Effect of Higher Content N-Butanol Blends on Combustion, Exhaust Emissions and Catalyst Performance of an Unmodified SI Vehicle Engine 2012-01-1594

To reduce exhaust emissions and dependency on petroleum-based fuels, various alcohols have been considered as gasoline substitutes for spark ignition engines. In the existing vehicle fleet, the use of ethanol, the most widely used alcohol, is practically limited to blends in relatively small concentrations with gasoline, due to its hygroscopicity, aggressivity, substantially lower heat content, and high latent heat. Butanol has relatively low toxicity, can be produced from biomass, and has higher energy density, lower latent heat, lower hygroscopicity and lower aggressivity than ethanol. In this study, the effects of blends of 30% and 50% of n-butanol (1-butanol) with gasoline on combustion process, engine control unit adaptation and exhaust emissions before and after a three-way catalyst were examined on a 1.2-liter, three-cylinder, four-valves-per-cylinder, naturally aspirated port-fuel-injected Skoda 1.2 HTP spark ignition engine coupled to an engine dynamometer. The adaptation of engine control unit and its effects on the fuel injection rates and air-fuel ratio, along with in-cylinder indicated pressures, exhaust gas temperatures and gaseous emissions were investigated at thirteen steady-state operating points. Where the engine maintained stoichiometric air-fuel ratio on gasoline, the engine control unit has adapted relatively successfully: stoichiometric operation was observed on both butanol blends, with lower HC both before and after catalyst, comparable CO, and slightly higher engine-out NO_x and lower or higher NO_x after the catalyst.

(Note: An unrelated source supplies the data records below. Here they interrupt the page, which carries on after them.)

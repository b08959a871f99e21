// 📬 Inbox - Inbound email threads the intake agent reads proposals from
//
// Read-only: threads arrive with the seed and are never edited here. Each
// processed thread links to the proposals extracted from it.

use crate::entities::EntityKind;
use crate::search::text_matches;
use serde::{Deserialize, Serialize};
use std::fmt;

// ============================================================================
// ANALYSIS STATUS
// ============================================================================

/// Where the intake agent is with a thread
#[derive(Debug, Clone, Copy, PartialEq, Eq, Hash, Serialize, Deserialize)]
pub enum AnalysisStatus {
    New,
    Analyzing,
    #[serde(rename = "Not Relevant")]
    NotRelevant,
    #[serde(rename = "Quote Requested")]
    QuoteRequested,
    Extracting,
    Processed,
}

impl AnalysisStatus {
    pub fn as_str(&self) -> &'static str {
        match self {
            AnalysisStatus::New => "New",
            AnalysisStatus::Analyzing => "Analyzing",
            AnalysisStatus::NotRelevant => "Not Relevant",
            AnalysisStatus::QuoteRequested => "Quote Requested",
            AnalysisStatus::Extracting => "Extracting",
            AnalysisStatus::Processed => "Processed",
        }
    }

    /// Triage classified the thread as a request for quotation
    pub fn is_quote(&self) -> bool {
        matches!(
            self,
            AnalysisStatus::QuoteRequested | AnalysisStatus::Extracting | AnalysisStatus::Processed
        )
    }
}

impl fmt::Display for AnalysisStatus {
    fn fmt(&self, f: &mut fmt::Formatter<'_>) -> fmt::Result {
        f.write_str(self.as_str())
    }
}

// ============================================================================
// THREAD
// ============================================================================

#[derive(Debug, Clone, PartialEq, Eq, Serialize, Deserialize)]
pub struct Mailbox {
    pub name: String,
    pub email: String,
}

#[derive(Debug, Clone, PartialEq, Eq, Serialize, Deserialize)]
pub struct Attachment {
    pub name: String,
    pub size: String,
}

#[derive(Debug, Clone, PartialEq, Eq, Serialize, Deserialize)]
pub struct Triage {
    pub summary: String,
    pub is_quote_request: bool,
}

#[derive(Debug, Clone, PartialEq, Eq, Serialize, Deserialize)]
pub struct ExtractedProduct {
    pub name: String,
    pub quantity: u32,
    pub unit: String,
}

/// What the agent pulled out of a quote request
#[derive(Debug, Clone, PartialEq, Eq, Serialize, Deserialize)]
pub struct Extraction {
    pub account_name: String,
    pub contact_name: String,
    pub contact_email: String,
    #[serde(default)]
    pub products: Vec<ExtractedProduct>,
    #[serde(default, skip_serializing_if = "Option::is_none")]
    pub tender_start_date: Option<String>,
    #[serde(default, skip_serializing_if = "Option::is_none")]
    pub tender_end_date: Option<String>,
    #[serde(default, skip_serializing_if = "Option::is_none")]
    pub estimated_value: Option<String>,
}

/// A proposal record created from a thread
#[derive(Debug, Clone, PartialEq, Eq, Serialize, Deserialize)]
pub struct ProposalLink {
    pub kind: EntityKind,
    pub id: String,
}

#[derive(Debug, Clone, PartialEq, Eq, Serialize, Deserialize)]
pub struct EmailThread {
    pub id: String,
    pub thread_id: String,
    pub from: Mailbox,
    pub to: Mailbox,
    pub subject: String,
    pub snippet: String,
    pub body: String,
    pub received_date: String,
    pub is_read: bool,
    pub analysis_status: AnalysisStatus,
    pub thread_count: u32,
    #[serde(default, skip_serializing_if = "Vec::is_empty")]
    pub attachments: Vec<Attachment>,
    #[serde(default, skip_serializing_if = "Option::is_none")]
    pub triage: Option<Triage>,
    #[serde(default, skip_serializing_if = "Option::is_none")]
    pub extraction: Option<Extraction>,
    #[serde(default)]
    pub proposals: Vec<ProposalLink>,
}

impl EmailThread {
    /// Sender name, subject and snippet, matched case-insensitively
    pub fn matches(&self, query: &str) -> bool {
        text_matches(&[&self.from.name, &self.subject, &self.snippet], query)
    }

    pub fn proposed(&self, kind: EntityKind, id: &str) -> bool {
        self.proposals.iter().any(|p| p.kind == kind && p.id == id)
    }
}

// ============================================================================
// INBOX
// ============================================================================

/// Header counters shown above the thread list
#[derive(Debug, Clone, Copy, Default, PartialEq, Eq, Serialize)]
pub struct InboxCounts {
    pub unread: usize,
    pub quotes: usize,
    pub processed: usize,
}

#[derive(Debug, Clone, Default)]
pub struct Inbox {
    threads: Vec<EmailThread>,
}

impl Inbox {
    pub fn new(threads: Vec<EmailThread>) -> Self {
        Inbox { threads }
    }

    pub fn threads(&self) -> &[EmailThread] {
        &self.threads
    }

    pub fn len(&self) -> usize {
        self.threads.len()
    }

    pub fn is_empty(&self) -> bool {
        self.threads.is_empty()
    }

    pub fn get(&self, id: &str) -> Option<&EmailThread> {
        self.threads.iter().find(|t| t.id == id)
    }

    /// Threads matching `query`, in stored order
    pub fn search(&self, query: &str) -> Vec<&EmailThread> {
        self.threads.iter().filter(|t| t.matches(query)).collect()
    }

    pub fn counts(&self) -> InboxCounts {
        let mut counts = InboxCounts::default();
        for thread in &self.threads {
            if !thread.is_read {
                counts.unread += 1;
            }
            if thread.analysis_status.is_quote() {
                counts.quotes += 1;
            }
            if thread.analysis_status == AnalysisStatus::Processed {
                counts.processed += 1;
            }
        }
        counts
    }

    /// The thread a proposal was extracted from
    pub fn source_of(&self, kind: EntityKind, id: &str) -> Option<&EmailThread> {
        self.threads.iter().find(|t| t.proposed(kind, id))
    }
}

#[cfg(test)]
mod tests {
    use super::*;
    use crate::fixtures::demo_store;

    #[test]
    fn test_demo_inbox_counts() {
        let store = demo_store().unwrap();
        assert_eq!(store.inbox.len(), 13);
        assert_eq!(
            store.inbox.counts(),
            InboxCounts {
                unread: 3,
                quotes: 6,
                processed: 3,
            }
        );
    }

    #[test]
    fn test_search_matches_sender_subject_and_snippet() {
        let store = demo_store().unwrap();
        let inbox = &store.inbox;

        let by_sender: Vec<&str> = inbox.search("carlos").into_iter().map(|t| t.id.as_str()).collect();
        assert_eq!(by_sender, vec!["em_9"]);

        let by_subject = inbox.search("RFQ-2024");
        assert_eq!(by_subject.len(), 1);
        assert_eq!(by_subject[0].from.name, "Kenji Tanaka");

        assert_eq!(inbox.search("   ").len(), 13);
        assert!(inbox.search("no such thread").is_empty());
    }

    #[test]
    fn test_source_of_links_proposals_to_threads() {
        let store = demo_store().unwrap();
        let inbox = &store.inbox;

        let thread = inbox.source_of(EntityKind::Account, "acc_tt").unwrap();
        assert_eq!(thread.id, "em_1");
        assert_eq!(thread.analysis_status, AnalysisStatus::Processed);
        let extraction = thread.extraction.as_ref().unwrap();
        assert_eq!(extraction.account_name, "Türk Traktör");
        assert_eq!(extraction.products.len(), 3);

        let jcb = inbox.source_of(EntityKind::Opportunity, "opp_3").unwrap();
        assert_eq!(Some(jcb), inbox.get("em_9"));
        assert!(inbox.get("em_99").is_none());
        assert!(inbox.source_of(EntityKind::Account, "acc_acme").is_none());
        // Kind must match as well as id
        assert!(inbox.source_of(EntityKind::Contact, "acc_tt").is_none());
    }

    #[test]
    fn test_every_link_names_a_demo_proposal() {
        let store = demo_store().unwrap();
        for thread in store.inbox.threads() {
            for link in &thread.proposals {
                assert_eq!(store.status_of(link.kind, &link.id).map(|s| s.is_pending()), Some(true), "{}", link.id);
            }
        }
    }

    #[test]
    fn test_status_labels() {
        let status: AnalysisStatus = serde_json::from_str("\"Quote Requested\"").unwrap();
        assert_eq!(status, AnalysisStatus::QuoteRequested);
        assert!(status.is_quote());
        assert!(!AnalysisStatus::NotRelevant.is_quote());
        assert_eq!(AnalysisStatus::NotRelevant.to_string(), "Not Relevant");
    }
}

With increasing rpm and loads, the engine control unit has retarded the spark timing to prevent excessive knock. Compared to gasoline, the duration of the early combustion stage was for butanol blends slightly shorter and the length of the main phase of combustion was generally comparable. Flame propagation was faster with higher butanol content. Where the engine employed commanded enrichment, the fueling rate was comparable among fuels, resulting in relative enleanment when operating on blends, with lower HC and CO, higher NO_x, and higher exhaust gas temperatures by up to 50°C. Maximum engine torque has decreased by up to 3%. Changes in cycle-to-cycle variability were non-uniform. The findings were generally positive, and while limited to the one engine tested, suggest some opportunity for further investigation of the use of higher content n-butanol blends as candidate fuels for existing fleets.